» Your goal
Print the listing below in full. Alter nothing.

====== Task data ======

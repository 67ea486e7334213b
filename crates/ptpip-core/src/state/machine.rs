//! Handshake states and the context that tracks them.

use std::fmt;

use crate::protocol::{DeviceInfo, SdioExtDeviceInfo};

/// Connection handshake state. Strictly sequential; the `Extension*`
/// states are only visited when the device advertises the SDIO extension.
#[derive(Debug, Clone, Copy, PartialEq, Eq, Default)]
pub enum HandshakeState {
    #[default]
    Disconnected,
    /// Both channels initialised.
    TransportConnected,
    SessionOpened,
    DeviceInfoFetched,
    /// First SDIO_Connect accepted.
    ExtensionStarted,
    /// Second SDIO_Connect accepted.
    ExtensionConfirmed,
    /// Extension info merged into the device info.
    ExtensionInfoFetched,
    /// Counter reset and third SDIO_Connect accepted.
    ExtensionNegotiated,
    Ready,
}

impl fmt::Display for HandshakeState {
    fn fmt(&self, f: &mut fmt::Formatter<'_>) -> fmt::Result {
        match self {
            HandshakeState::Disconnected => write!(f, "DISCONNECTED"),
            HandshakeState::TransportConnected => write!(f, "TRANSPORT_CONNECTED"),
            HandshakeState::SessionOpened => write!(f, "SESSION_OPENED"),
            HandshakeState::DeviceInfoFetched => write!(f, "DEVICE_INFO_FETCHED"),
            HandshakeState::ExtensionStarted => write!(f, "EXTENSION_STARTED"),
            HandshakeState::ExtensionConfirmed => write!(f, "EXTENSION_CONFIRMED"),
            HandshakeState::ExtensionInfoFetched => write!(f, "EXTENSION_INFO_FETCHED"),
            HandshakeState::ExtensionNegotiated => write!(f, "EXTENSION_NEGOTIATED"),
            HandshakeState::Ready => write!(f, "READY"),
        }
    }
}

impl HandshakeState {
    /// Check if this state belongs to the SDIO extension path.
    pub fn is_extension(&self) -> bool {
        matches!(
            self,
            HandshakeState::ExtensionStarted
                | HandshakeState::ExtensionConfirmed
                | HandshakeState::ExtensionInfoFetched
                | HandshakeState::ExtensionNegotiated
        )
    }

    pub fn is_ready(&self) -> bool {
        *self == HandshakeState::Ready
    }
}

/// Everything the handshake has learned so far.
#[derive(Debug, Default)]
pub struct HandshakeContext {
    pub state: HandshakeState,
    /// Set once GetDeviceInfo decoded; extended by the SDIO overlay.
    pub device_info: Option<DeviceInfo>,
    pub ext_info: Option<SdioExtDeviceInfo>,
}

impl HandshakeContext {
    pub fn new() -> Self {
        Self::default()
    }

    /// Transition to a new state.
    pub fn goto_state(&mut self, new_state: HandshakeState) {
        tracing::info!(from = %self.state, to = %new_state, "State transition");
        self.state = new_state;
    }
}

======

» Answer to this problem
repository 67ea486e7334213b
filename crates/ptpip-core/src/state/machine.rs
//! Handshake states and the context that tracks them.

use std::fmt;

use crate::protocol::{DeviceInfo, SdioExtDeviceInfo};

/// Connection handshake state. Strictly sequential; the `Extension*`
/// states are only visited when the device advertises the SDIO extension.
#[derive(Debug, Clone, Copy, PartialEq, Eq, Default)]
pub enum HandshakeState {
    #[default]
    Disconnected,
    /// Both channels initialised.
    TransportConnected,
    SessionOpened,
    DeviceInfoFetched,
    /// First SDIO_Connect accepted.
    ExtensionStarted,
    /// Second SDIO_Connect accepted.
    ExtensionConfirmed,
    /// Extension info merged into the device info.
    ExtensionInfoFetched,
    /// Counter reset and third SDIO_Connect accepted.
    ExtensionNegotiated,
    Ready,
}

impl fmt::Display for HandshakeState {
    fn fmt(&self, f: &mut fmt::Formatter<'_>) -> fmt::Result {
        match self {
            HandshakeState::Disconnected => write!(f, "DISCONNECTED"),
            HandshakeState::TransportConnected => write!(f, "TRANSPORT_CONNECTED"),
            HandshakeState::SessionOpened => write!(f, "SESSION_OPENED"),
            HandshakeState::DeviceInfoFetched => write!(f, "DEVICE_INFO_FETCHED"),
            HandshakeState::ExtensionStarted => write!(f, "EXTENSION_STARTED"),
            HandshakeState::ExtensionConfirmed => write!(f, "EXTENSION_CONFIRMED"),
            HandshakeState::ExtensionInfoFetched => write!(f, "EXTENSION_INFO_FETCHED"),
            HandshakeState::ExtensionNegotiated => write!(f, "EXTENSION_NEGOTIATED"),
            HandshakeState::Ready => write!(f, "READY"),
        }
    }
}

impl HandshakeState {
    /// Check if this state belongs to the SDIO extension path.
    pub fn is_extension(&self) -> bool {
        matches!(
            self,
            HandshakeState::ExtensionStarted
                | HandshakeState::ExtensionConfirmed
                | HandshakeState::ExtensionInfoFetched
                | HandshakeState::ExtensionNegotiated
        )
    }

    pub fn is_ready(&self) -> bool {
        *self == HandshakeState::Ready
    }
}

/// Everything the handshake has learned so far.
#[derive(Debug, Default)]
pub struct HandshakeContext {
    pub state: HandshakeState,
    /// Set once GetDeviceInfo decoded; extended by the SDIO overlay.
    pub device_info: Option<DeviceInfo>,
    pub ext_info: Option<SdioExtDeviceInfo>,
}

impl HandshakeContext {
    pub fn new() -> Self {
        Self::default()
    }

    /// Transition to a new state.
    pub fn goto_state(&mut self, new_state: HandshakeState) {
        tracing::info!(from = %self.state, to = %new_state, "State transition");
        self.state = new_state;
    }
}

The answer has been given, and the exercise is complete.